> [EXERCISE] Below are some records. Reproduce them exactly from their first line through the line with "const ROLL_RANDOM_TARGET: u32 = 2;", inclusive.

> [Extracted data entries]
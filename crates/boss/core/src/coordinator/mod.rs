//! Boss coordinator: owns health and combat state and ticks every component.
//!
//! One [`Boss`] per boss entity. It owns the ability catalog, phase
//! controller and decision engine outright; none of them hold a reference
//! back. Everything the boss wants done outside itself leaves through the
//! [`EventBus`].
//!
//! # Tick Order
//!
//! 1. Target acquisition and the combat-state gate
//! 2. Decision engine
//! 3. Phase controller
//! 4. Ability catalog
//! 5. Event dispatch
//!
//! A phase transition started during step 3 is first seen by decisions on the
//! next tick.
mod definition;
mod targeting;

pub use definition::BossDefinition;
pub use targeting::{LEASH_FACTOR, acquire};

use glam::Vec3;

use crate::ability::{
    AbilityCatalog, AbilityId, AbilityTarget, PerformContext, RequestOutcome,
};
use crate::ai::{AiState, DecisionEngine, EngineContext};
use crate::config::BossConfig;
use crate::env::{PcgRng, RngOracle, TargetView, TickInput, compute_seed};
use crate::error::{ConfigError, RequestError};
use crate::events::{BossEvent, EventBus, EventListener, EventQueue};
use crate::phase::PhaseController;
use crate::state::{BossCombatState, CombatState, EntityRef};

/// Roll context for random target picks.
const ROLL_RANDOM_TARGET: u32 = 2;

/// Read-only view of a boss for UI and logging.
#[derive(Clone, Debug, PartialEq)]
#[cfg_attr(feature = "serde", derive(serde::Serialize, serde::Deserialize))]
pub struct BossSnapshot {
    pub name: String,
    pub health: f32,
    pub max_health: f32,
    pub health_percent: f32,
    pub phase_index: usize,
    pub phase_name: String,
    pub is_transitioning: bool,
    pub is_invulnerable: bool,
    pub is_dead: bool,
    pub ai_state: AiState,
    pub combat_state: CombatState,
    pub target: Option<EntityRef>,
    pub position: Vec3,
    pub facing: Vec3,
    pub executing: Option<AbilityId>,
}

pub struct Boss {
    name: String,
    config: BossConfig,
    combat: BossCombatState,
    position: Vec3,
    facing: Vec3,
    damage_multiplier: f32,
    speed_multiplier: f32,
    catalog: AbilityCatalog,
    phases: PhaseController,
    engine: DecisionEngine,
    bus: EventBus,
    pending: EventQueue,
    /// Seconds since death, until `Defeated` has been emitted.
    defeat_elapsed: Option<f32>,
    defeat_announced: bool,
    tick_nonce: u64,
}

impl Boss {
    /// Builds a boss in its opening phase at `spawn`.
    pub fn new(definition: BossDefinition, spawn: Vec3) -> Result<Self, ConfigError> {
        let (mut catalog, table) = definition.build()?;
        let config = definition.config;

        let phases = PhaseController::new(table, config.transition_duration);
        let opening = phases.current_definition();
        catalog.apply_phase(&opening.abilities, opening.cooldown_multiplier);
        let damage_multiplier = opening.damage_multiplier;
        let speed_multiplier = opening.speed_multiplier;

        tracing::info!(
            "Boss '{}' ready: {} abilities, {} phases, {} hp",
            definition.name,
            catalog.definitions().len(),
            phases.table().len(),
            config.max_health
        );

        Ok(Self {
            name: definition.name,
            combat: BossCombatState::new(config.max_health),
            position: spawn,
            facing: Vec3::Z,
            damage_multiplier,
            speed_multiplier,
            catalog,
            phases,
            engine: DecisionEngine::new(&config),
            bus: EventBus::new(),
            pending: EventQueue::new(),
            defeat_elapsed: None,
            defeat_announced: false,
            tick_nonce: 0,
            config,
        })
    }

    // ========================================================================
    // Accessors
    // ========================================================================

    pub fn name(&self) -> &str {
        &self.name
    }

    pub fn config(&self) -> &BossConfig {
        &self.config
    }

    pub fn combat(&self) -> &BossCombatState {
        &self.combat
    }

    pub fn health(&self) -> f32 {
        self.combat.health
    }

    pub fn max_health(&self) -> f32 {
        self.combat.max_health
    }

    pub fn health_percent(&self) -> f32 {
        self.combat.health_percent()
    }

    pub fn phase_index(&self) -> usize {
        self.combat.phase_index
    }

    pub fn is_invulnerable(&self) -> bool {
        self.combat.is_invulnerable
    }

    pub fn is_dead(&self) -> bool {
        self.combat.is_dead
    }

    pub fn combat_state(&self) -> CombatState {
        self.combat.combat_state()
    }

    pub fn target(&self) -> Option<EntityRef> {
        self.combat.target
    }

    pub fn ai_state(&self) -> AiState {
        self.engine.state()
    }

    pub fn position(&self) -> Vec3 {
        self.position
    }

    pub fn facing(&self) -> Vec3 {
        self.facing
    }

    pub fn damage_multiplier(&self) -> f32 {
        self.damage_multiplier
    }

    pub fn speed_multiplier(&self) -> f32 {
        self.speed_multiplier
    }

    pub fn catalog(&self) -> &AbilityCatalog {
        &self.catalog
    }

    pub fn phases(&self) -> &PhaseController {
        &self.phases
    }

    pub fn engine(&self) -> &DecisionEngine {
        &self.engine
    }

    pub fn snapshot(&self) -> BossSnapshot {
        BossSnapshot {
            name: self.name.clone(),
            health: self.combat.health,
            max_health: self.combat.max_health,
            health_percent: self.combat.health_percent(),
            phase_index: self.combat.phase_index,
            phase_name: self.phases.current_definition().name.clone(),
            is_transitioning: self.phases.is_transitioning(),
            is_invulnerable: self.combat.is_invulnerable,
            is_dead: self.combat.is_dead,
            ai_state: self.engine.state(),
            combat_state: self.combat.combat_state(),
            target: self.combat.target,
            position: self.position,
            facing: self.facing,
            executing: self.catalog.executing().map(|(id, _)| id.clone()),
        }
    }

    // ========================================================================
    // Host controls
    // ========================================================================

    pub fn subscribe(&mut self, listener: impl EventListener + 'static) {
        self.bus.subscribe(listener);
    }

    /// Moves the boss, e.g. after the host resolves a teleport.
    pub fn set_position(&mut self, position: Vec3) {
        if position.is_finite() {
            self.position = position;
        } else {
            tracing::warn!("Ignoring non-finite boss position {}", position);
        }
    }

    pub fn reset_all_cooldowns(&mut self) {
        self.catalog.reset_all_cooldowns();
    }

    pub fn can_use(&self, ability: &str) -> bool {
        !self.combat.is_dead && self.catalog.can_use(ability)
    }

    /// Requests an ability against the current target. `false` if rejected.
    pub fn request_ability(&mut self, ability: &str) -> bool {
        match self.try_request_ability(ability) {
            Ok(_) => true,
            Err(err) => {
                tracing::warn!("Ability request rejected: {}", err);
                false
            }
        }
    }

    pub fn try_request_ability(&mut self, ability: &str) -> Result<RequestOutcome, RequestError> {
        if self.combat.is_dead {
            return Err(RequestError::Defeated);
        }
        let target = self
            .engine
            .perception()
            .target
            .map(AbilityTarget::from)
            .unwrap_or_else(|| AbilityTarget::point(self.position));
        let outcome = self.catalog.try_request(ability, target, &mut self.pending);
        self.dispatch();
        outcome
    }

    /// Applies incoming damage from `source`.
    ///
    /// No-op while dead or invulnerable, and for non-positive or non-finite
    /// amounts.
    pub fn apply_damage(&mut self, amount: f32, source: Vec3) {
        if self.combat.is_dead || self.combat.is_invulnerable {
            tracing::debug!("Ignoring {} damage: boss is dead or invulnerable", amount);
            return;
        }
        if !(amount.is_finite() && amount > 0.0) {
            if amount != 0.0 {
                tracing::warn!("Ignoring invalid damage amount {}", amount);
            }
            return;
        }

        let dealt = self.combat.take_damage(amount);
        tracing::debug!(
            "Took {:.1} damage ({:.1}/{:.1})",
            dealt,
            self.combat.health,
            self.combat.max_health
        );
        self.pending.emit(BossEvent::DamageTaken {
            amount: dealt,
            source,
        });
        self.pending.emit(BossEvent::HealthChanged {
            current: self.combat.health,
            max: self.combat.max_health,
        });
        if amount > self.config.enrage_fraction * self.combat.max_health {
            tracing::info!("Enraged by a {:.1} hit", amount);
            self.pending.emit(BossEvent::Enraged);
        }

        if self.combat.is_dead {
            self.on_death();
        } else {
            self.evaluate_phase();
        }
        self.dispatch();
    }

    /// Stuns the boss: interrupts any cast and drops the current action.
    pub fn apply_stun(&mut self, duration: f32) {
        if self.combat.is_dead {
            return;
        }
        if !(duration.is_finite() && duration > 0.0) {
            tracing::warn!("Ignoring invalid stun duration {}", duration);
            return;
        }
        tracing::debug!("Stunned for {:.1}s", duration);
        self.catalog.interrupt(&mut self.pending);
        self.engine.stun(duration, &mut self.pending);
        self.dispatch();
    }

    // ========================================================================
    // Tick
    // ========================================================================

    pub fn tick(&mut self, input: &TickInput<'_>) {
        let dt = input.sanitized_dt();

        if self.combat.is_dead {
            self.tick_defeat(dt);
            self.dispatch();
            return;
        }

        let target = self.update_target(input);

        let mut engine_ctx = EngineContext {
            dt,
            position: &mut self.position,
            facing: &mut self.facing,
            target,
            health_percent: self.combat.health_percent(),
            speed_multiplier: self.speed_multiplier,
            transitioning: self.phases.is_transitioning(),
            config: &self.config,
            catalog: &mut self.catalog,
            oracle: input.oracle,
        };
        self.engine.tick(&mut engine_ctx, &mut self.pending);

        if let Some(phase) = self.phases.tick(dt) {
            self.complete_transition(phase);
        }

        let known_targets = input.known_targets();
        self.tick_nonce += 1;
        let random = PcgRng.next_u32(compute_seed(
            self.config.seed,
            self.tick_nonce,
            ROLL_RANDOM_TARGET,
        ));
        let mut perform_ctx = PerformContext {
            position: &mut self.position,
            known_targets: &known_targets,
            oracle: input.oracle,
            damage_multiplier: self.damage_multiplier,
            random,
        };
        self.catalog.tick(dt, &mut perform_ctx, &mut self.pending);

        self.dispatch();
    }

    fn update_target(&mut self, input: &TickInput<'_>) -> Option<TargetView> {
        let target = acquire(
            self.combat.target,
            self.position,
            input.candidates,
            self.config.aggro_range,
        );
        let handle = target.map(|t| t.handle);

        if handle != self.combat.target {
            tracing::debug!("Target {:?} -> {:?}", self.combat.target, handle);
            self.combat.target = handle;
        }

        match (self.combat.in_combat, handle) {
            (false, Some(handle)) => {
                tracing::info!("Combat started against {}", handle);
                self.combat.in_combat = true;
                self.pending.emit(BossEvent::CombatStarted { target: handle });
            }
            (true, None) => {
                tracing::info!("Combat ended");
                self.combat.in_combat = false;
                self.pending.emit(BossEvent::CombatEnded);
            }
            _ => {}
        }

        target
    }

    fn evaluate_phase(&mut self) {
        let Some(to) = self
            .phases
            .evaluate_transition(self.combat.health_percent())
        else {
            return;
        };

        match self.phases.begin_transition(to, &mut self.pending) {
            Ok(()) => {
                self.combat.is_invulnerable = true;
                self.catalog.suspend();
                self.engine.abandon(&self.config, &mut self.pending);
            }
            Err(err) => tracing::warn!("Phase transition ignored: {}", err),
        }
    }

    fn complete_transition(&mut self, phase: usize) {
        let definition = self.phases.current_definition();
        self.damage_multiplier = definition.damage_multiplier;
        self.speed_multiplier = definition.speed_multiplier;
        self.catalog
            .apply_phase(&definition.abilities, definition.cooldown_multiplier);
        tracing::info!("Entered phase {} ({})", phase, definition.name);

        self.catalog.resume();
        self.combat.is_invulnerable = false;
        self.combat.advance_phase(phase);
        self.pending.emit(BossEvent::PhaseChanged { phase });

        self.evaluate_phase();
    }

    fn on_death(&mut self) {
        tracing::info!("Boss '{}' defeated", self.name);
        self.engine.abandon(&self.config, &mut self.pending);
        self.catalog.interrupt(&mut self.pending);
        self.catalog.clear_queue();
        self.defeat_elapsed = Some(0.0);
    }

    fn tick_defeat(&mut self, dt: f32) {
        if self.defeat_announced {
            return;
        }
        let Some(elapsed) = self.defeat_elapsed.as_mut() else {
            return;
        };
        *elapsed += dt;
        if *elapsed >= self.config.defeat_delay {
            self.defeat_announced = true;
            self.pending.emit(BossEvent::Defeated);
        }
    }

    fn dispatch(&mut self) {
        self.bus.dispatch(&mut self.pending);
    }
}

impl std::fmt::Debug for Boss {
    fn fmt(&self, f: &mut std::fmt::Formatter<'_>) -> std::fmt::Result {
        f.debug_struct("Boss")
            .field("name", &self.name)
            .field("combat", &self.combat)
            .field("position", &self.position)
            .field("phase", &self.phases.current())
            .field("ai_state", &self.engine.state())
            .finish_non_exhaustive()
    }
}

> [SOLUTION BELOW]
filename crates/boss/core/src/coordinator/mod.rs
//! Boss coordinator: owns health and combat state and ticks every component.
//!
//! One [`Boss`] per boss entity. It owns the ability catalog, phase
//! controller and decision engine outright; none of them hold a reference
//! back. Everything the boss wants done outside itself leaves through the
//! [`EventBus`].
//!
//! # Tick Order
//!
//! 1. Target acquisition and the combat-state gate
//! 2. Decision engine
//! 3. Phase controller
//! 4. Ability catalog
//! 5. Event dispatch
//!
//! A phase transition started during step 3 is first seen by decisions on the
//! next tick.
mod definition;
mod targeting;

pub use definition::BossDefinition;
pub use targeting::{LEASH_FACTOR, acquire};

use glam::Vec3;

use crate::ability::{
    AbilityCatalog, AbilityId, AbilityTarget, PerformContext, RequestOutcome,
};
use crate::ai::{AiState, DecisionEngine, EngineContext};
use crate::config::BossConfig;
use crate::env::{PcgRng, RngOracle, TargetView, TickInput, compute_seed};
use crate::error::{ConfigError, RequestError};
use crate::events::{BossEvent, EventBus, EventListener, EventQueue};
use crate::phase::PhaseController;
use crate::state::{BossCombatState, CombatState, EntityRef};

/// Roll context for random target picks.
const ROLL_RANDOM_TARGET: u32 = 2;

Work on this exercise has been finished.